① 事業者等、治安当局及び規制当局は、不法行為の阻止及び処理、不法に移転された核物質の所在追求、迅速な回収等のため、緊急時の各段階ごとに、その能力、役割に応じ緊密な連携を保ちつつ、それぞれ以下に述べる所要の措置を講じる必要がある。

i)段階Ⅰ

(A) 事業者等は、緊急時対応プログラムに従い必要に応じ、治安当局、規制当局、地方公共団体、その他の関係機関に必要な情報を速やかに提供するとともに、警戒体制を強化するなど所要の措置を講じる。

(B) 治安当局は、事業者等との間に緊密な連絡を維持することなどにより、状況を的確に把握し警戒活動の強化等の措置を講じる。

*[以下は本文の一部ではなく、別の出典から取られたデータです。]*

//! Scan result (TestResult) model.

use serde::Serialize;

use crate::models::catalogue::Catalogue;
use crate::models::XccdfNamespace;

/// Outcome of one rule evaluated for the host.
#[derive(Debug, Clone, Serialize, PartialEq)]
pub struct OutcomeRecord {
    pub rule_id: String,
    /// Raw result text as reported by the scanner.
    pub status: String,
    pub severity: Option<String>,
    /// Name of the `check-content-ref` the scanner evaluated.
    pub check_reference: Option<String>,
    pub message: Option<String>,
}

impl OutcomeRecord {
    pub fn finding_details(&self) -> String {
        let mut details = format!("Scanner result: {}", self.status);
        if let Some(name) = self.check_reference.as_deref().filter(|n| !n.is_empty()) {
            details.push_str(&format!("\nCheck performed: {name}"));
        }
        details
    }
}

/// One parsed scan-result document.
#[derive(Debug, Clone)]
pub struct ScanResult {
    /// Input filename the scan was read from.
    pub source_name: String,
    pub hostname: String,
    pub address: String,
    pub mac_address: String,
    pub fqdn: String,
    /// Basename of the referenced external catalogue, if declared.
    pub catalogue_reference: Option<String>,
    /// `id` of the referenced benchmark, if declared.
    pub benchmark_id: Option<String>,
    pub start_time: Option<String>,
    pub end_time: Option<String>,
    pub namespace: XccdfNamespace,
    pub outcomes: Vec<OutcomeRecord>,
    /// Inline catalogue of a self-contained export. Never empty when set.
    pub embedded: Option<Catalogue>,
}

impl ScanResult {
    pub fn is_self_contained(&self) -> bool {
        self.embedded.is_some()
    }

    /// Identifier used for the benchmark when no catalogue could be resolved.
    pub fn fallback_benchmark_id(&self) -> String {
        if let Some(id) = self.benchmark_id.as_deref().filter(|s| !s.is_empty()) {
            return id.to_string();
        }
        if let Some(reference) = self.catalogue_reference.as_deref() {
            let stem = reference
                .strip_suffix(".xml")
                .unwrap_or(reference)
                .to_string();
            if !stem.is_empty() {
                return stem;
            }
        }
        "Unknown_STIG".to_string()
    }
}
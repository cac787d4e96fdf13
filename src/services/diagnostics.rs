//! Namespace and resolution diagnostics for scan documents.
//!
//! Explains why a scan converts with or without rule metadata: which XCCDF
//! version it uses, whether it embeds a benchmark, what it references, and
//! whether that reference is present in the catalogue cache.

use serde::Serialize;

use crate::models::catalogue::Catalogue;
use crate::models::XccdfNamespace;
use crate::parsers::scan::ScanParser;
use crate::parsers::xml::{parse_document, Xccdf};
use crate::parsers::DocumentParser;
use crate::services::catalogue_cache::CatalogueCache;

const SAMPLE_SIZE: usize = 3;

/// Findings for one scan document.
#[derive(Debug, Serialize)]
pub struct Diagnosis {
    pub source: String,
    pub root_element: String,
    pub root_namespace: Option<String>,
    pub namespace: XccdfNamespace,
    /// Rule count of the embedded benchmark, if the scan is self-contained.
    pub embedded_rules: Option<usize>,
    pub has_test_result: bool,
    pub reference_href: Option<String>,
    pub reference_id: Option<String>,
    pub rule_results: usize,
    /// First few `(rule id, raw result)` pairs.
    pub samples: Vec<(String, String)>,
    pub catalogue: Option<CatalogueCheck>,
    /// Set when the document could not be read at all.
    pub error: Option<String>,
}

/// Outcome of looking the scan's reference up in the catalogue cache.
#[derive(Debug, Serialize)]
pub struct CatalogueCheck {
    pub key: String,
    pub found: bool,
    pub namespace: Option<XccdfNamespace>,
    /// The catalogue uses a different XCCDF version than the scan. Harmless.
    pub namespace_mismatch: bool,
    pub rules: usize,
    pub sample_check_chars: usize,
    pub sample_fix_chars: usize,
}

impl CatalogueCheck {
    /// Whether the sampled rule carries both check and fix text.
    pub fn has_details(&self) -> bool {
        self.sample_check_chars > 0 && self.sample_fix_chars > 0
    }
}

/// Inspect one scan document against the catalogue cache.
pub fn diagnose(name: &str, data: &[u8], cache: &CatalogueCache) -> Diagnosis {
    let mut diagnosis = Diagnosis {
        source: name.to_string(),
        root_element: String::new(),
        root_namespace: None,
        namespace: XccdfNamespace::Unqualified,
        embedded_rules: None,
        has_test_result: false,
        reference_href: None,
        reference_id: None,
        rule_results: 0,
        samples: Vec::new(),
        catalogue: None,
        error: None,
    };

    let root = match parse_document(name, data) {
        Ok(root) => root,
        Err(e) => {
            diagnosis.error = Some(e.to_string());
            return diagnosis;
        }
    };
    let xccdf = Xccdf::detect(&root);
    diagnosis.root_element = root.name.clone();
    diagnosis.root_namespace = root.namespace.clone();
    diagnosis.namespace = xccdf.namespace();

    if let Some(reference) = xccdf
        .find(&root, "TestResult")
        .and_then(|tr| xccdf.child(tr, "benchmark"))
    {
        diagnosis.reference_href = reference.attr("href").map(str::to_string);
        diagnosis.reference_id = reference.attr("id").map(str::to_string);
    }

    let scan = match ScanParser::new().parse(name, data) {
        Ok(scan) => scan,
        Err(e) => {
            diagnosis.error = Some(e.to_string());
            return diagnosis;
        }
    };
    diagnosis.has_test_result = true;
    diagnosis.namespace = scan.namespace;
    diagnosis.embedded_rules = scan.embedded.as_ref().map(Catalogue::len);
    diagnosis.rule_results = scan.outcomes.len();
    diagnosis.samples = scan
        .outcomes
        .iter()
        .take(SAMPLE_SIZE)
        .map(|o| (o.rule_id.clone(), o.status.clone()))
        .collect();

    if !scan.is_self_contained() {
        diagnosis.catalogue = scan
            .catalogue_reference
            .as_deref()
            .map(|key| check_catalogue(key, scan.namespace, cache));
    }
    diagnosis
}

fn check_catalogue(key: &str, scan_namespace: XccdfNamespace, cache: &CatalogueCache) -> CatalogueCheck {
    let Some(catalogue) = cache.get(key) else {
        return CatalogueCheck {
            key: key.to_string(),
            found: false,
            namespace: None,
            namespace_mismatch: false,
            rules: 0,
            sample_check_chars: 0,
            sample_fix_chars: 0,
        };
    };

    // Lowest rule id, so the sample is stable between runs.
    let sample = catalogue.rules.values().min_by(|a, b| a.rule_id.cmp(&b.rule_id));
    CatalogueCheck {
        key: key.to_string(),
        found: true,
        namespace: Some(catalogue.namespace),
        namespace_mismatch: catalogue.namespace != scan_namespace,
        rules: catalogue.len(),
        sample_check_chars: sample.map_or(0, |r| r.check_text.chars().count()),
        sample_fix_chars: sample.map_or(0, |r| r.fix_text.chars().count()),
    }
}
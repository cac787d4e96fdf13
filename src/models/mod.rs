//! Domain models for catalogues, scans, and checklists.

pub mod catalogue;
pub mod checklist;
pub mod scan;

use serde::Serialize;

/// Namespace URI of XCCDF 1.1 documents.
pub const XCCDF_1_1_NS: &str = "http://checklists.nist.gov/xccdf/1.1";

/// Namespace URI of XCCDF 1.2 documents.
pub const XCCDF_1_2_NS: &str = "http://checklists.nist.gov/xccdf/1.2";

/// XCCDF schema variant a document was written against.
///
/// Resolved once per document; every element lookup goes through it.
#[derive(Debug, Clone, Copy, Serialize, PartialEq, Eq)]
pub enum XccdfNamespace {
    V1_1,
    V1_2,
    /// No XCCDF namespace declared; elements are matched unqualified.
    Unqualified,
}

impl XccdfNamespace {
    pub fn from_uri(uri: &str) -> Option<Self> {
        match uri {
            XCCDF_1_1_NS => Some(Self::V1_1),
            XCCDF_1_2_NS => Some(Self::V1_2),
            _ => None,
        }
    }

    pub fn uri(&self) -> Option<&'static str> {
        match self {
            Self::V1_1 => Some(XCCDF_1_1_NS),
            Self::V1_2 => Some(XCCDF_1_2_NS),
            Self::Unqualified => None,
        }
    }
}

impl std::fmt::Display for XccdfNamespace {
    fn fmt(&self, f: &mut std::fmt::Formatter<'_>) -> std::fmt::Result {
        match self {
            Self::V1_1 => write!(f, "XCCDF 1.1"),
            Self::V1_2 => write!(f, "XCCDF 1.2"),
            Self::Unqualified => write!(f, "unqualified"),
        }
    }
}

(C) 規制当局は、事業者等との間に緊密な連絡を維持することなどにより情報の収集に努める。また、必要に応じ治安当局、地方公共団体、その他の関係機関との連絡を保つとともに、段階Ⅱ以降の事態の発生に備え、これに即応し得る態勢をとる。

ⅱ)段階Ⅱ

(A) 事業者等は上記i)(A)の措置を講じるほか、緊急時対応プログラムに従い、治安当局が不法行為に対応し得るまでの間、防護設備等の物的防護手段を活用することにより不法行為の遅延、阻止を図るとともに放射性物質による汚染等の発生の予防等に関しても万全の措置を講じ事象の拡大の防止に努める。

(B) 治安当局は上記i)(B)の措置を講じるほか、不法行為の制止、処理等のため必要な措置を講じる。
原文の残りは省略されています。